▶ THE PROBLEM:
Search through the entries for the word "caller" and copy every line that has it.

# # #

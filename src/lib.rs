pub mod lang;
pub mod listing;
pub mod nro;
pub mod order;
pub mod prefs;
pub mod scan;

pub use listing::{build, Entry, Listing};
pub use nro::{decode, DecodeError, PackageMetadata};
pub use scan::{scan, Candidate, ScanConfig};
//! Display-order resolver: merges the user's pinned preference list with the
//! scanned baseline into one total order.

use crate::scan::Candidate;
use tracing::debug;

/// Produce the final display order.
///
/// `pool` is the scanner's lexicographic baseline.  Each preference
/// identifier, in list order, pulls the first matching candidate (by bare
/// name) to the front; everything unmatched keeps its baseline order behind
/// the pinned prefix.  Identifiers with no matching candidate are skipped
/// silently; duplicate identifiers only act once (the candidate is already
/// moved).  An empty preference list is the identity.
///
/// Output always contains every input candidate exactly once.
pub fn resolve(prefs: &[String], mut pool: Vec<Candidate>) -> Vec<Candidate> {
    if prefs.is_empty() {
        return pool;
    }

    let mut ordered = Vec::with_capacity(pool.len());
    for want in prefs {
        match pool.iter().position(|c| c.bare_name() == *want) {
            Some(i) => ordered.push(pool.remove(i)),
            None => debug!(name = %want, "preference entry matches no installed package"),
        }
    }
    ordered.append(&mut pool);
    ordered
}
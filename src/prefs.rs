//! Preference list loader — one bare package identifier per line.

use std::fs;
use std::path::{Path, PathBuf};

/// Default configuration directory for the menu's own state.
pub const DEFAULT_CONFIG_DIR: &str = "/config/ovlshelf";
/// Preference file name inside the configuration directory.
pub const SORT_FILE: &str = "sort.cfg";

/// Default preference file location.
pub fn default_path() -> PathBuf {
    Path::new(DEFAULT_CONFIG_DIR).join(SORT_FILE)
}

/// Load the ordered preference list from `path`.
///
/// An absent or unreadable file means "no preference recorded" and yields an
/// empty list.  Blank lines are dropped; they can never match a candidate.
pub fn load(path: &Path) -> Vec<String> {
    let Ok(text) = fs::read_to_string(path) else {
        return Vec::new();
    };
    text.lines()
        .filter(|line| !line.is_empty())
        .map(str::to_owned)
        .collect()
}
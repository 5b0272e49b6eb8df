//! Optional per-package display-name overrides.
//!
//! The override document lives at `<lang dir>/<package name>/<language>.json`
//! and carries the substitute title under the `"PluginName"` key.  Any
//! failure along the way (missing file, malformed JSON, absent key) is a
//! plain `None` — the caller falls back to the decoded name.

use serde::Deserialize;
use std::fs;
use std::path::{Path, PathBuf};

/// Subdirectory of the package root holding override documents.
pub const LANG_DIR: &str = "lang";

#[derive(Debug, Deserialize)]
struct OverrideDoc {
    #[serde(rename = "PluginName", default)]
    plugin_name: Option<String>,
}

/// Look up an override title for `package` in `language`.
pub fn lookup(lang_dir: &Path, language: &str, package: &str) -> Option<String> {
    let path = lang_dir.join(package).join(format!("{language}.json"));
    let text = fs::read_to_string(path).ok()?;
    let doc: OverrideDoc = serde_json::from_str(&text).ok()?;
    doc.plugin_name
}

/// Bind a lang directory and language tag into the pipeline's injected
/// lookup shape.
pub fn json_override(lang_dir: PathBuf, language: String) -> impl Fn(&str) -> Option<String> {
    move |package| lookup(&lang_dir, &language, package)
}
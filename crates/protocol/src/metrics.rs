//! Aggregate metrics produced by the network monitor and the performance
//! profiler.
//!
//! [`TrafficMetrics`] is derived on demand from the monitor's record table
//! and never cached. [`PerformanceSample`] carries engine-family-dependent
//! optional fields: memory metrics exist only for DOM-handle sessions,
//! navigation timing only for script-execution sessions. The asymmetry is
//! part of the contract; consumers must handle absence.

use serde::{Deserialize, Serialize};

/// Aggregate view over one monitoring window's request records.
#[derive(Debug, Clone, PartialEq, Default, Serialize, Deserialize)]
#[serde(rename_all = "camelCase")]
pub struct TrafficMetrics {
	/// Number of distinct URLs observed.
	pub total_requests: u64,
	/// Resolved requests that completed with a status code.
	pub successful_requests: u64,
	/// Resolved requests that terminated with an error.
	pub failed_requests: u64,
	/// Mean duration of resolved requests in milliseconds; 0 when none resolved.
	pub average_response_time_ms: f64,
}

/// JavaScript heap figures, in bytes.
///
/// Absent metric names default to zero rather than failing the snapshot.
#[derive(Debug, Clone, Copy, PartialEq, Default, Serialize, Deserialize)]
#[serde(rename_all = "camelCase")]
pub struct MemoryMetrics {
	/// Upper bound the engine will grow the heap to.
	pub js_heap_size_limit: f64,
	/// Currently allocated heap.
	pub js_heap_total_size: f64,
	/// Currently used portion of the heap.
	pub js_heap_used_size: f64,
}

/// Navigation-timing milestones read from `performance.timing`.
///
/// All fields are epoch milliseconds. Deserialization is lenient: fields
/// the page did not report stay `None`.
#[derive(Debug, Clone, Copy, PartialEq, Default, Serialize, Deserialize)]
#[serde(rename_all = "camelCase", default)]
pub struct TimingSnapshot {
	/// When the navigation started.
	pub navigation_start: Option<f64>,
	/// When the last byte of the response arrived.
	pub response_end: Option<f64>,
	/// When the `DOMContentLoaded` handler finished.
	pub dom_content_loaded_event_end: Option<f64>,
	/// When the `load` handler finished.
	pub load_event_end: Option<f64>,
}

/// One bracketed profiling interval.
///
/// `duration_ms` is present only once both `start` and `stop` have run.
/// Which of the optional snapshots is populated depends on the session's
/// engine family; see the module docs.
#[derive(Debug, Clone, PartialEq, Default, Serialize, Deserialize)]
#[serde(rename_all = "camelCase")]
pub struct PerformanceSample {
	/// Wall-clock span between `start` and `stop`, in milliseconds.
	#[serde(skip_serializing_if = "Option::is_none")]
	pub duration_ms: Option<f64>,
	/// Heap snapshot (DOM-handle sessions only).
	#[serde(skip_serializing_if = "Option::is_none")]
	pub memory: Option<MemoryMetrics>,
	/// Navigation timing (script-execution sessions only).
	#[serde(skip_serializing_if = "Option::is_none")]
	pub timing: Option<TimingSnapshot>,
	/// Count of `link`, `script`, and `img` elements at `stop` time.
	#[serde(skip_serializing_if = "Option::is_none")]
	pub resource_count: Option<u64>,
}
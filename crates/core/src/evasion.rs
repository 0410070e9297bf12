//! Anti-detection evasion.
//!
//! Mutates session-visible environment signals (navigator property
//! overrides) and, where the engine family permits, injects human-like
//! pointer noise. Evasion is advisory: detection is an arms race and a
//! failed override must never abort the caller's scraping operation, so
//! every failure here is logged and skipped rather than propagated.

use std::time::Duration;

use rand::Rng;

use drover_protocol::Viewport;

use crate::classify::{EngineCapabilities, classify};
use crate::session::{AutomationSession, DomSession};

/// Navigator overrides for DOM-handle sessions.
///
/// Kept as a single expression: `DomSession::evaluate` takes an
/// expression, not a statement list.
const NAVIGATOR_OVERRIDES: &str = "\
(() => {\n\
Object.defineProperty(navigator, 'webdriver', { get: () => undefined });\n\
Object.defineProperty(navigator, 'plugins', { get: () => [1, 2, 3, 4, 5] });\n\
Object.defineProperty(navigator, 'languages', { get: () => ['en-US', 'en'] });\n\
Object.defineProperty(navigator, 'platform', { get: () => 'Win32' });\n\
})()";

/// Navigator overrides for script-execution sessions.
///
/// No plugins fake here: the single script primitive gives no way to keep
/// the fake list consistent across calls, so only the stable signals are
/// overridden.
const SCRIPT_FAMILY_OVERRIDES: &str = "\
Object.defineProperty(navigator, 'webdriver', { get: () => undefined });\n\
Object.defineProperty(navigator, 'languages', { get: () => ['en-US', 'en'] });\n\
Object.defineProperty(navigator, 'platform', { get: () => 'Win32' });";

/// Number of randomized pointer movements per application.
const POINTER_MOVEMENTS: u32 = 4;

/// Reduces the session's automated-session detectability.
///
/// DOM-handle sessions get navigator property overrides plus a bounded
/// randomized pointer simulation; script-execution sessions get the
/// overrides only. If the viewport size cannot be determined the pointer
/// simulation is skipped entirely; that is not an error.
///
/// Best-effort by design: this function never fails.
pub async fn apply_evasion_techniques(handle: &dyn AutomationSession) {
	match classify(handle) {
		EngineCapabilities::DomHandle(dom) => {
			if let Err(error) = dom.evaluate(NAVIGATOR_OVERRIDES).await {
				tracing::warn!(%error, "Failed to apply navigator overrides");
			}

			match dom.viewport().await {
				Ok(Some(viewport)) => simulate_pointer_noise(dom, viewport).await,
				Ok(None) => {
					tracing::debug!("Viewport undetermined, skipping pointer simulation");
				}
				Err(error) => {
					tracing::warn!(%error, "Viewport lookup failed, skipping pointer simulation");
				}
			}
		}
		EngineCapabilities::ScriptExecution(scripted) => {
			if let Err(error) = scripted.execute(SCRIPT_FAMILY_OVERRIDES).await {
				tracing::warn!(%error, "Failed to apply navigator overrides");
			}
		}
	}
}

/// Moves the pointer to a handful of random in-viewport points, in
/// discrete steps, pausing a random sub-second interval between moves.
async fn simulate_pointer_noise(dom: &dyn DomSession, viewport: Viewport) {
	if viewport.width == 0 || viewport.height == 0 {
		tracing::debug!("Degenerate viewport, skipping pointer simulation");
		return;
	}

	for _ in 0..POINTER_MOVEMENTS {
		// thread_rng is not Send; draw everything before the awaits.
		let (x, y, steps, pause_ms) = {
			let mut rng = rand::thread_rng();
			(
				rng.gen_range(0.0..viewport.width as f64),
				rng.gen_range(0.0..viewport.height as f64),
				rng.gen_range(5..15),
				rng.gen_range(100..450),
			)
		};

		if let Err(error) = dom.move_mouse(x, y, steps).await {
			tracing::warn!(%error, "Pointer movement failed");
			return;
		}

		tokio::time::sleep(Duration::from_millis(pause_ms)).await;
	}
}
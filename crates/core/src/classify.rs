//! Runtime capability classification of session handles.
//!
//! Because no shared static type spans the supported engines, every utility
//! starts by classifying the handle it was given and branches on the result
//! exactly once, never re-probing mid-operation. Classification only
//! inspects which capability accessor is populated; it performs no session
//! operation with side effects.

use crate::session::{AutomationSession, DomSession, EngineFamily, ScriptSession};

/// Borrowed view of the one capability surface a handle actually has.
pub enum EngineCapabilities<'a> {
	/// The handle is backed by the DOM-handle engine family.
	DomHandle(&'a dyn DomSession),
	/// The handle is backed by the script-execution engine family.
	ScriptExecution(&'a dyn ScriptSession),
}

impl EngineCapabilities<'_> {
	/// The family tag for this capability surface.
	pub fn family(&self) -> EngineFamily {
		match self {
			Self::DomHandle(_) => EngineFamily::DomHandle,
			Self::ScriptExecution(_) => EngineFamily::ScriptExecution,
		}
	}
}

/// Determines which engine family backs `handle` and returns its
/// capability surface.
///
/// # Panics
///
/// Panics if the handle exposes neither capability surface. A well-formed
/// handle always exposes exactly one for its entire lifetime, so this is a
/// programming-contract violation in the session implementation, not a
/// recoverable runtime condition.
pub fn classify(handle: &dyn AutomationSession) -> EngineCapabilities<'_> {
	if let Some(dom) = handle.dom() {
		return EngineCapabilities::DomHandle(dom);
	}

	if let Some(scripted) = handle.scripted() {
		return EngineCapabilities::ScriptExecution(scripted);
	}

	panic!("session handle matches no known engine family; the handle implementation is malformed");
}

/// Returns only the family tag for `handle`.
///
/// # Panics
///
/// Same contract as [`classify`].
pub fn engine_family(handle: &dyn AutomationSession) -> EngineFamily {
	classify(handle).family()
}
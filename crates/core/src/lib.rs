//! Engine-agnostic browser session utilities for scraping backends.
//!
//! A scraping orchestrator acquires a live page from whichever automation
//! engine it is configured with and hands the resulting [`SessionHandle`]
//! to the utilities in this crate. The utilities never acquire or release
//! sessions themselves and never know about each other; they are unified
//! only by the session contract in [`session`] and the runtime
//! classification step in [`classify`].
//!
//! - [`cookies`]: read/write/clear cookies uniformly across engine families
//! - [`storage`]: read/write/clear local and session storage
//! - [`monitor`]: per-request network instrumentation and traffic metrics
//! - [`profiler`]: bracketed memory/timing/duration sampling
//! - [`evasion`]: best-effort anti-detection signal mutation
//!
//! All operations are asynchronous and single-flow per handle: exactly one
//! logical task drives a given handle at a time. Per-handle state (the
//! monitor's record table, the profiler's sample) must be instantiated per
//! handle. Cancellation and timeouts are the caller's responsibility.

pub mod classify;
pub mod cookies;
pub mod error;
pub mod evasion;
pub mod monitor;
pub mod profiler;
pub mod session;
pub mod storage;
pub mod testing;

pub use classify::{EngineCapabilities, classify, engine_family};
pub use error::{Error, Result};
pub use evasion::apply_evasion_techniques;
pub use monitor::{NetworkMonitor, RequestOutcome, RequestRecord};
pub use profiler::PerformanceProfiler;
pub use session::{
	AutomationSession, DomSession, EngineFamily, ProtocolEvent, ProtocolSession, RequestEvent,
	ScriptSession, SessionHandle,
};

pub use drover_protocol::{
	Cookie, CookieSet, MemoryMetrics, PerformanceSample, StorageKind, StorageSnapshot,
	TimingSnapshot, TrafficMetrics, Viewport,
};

# # #

▶ RESPONSE FOR THIS EXERCISE:
//! plain `None` — the caller falls back to the decoded name.
//! failed override must never abort the caller's scraping operation, so
//! handle. Cancellation and timeouts are the caller's responsibility.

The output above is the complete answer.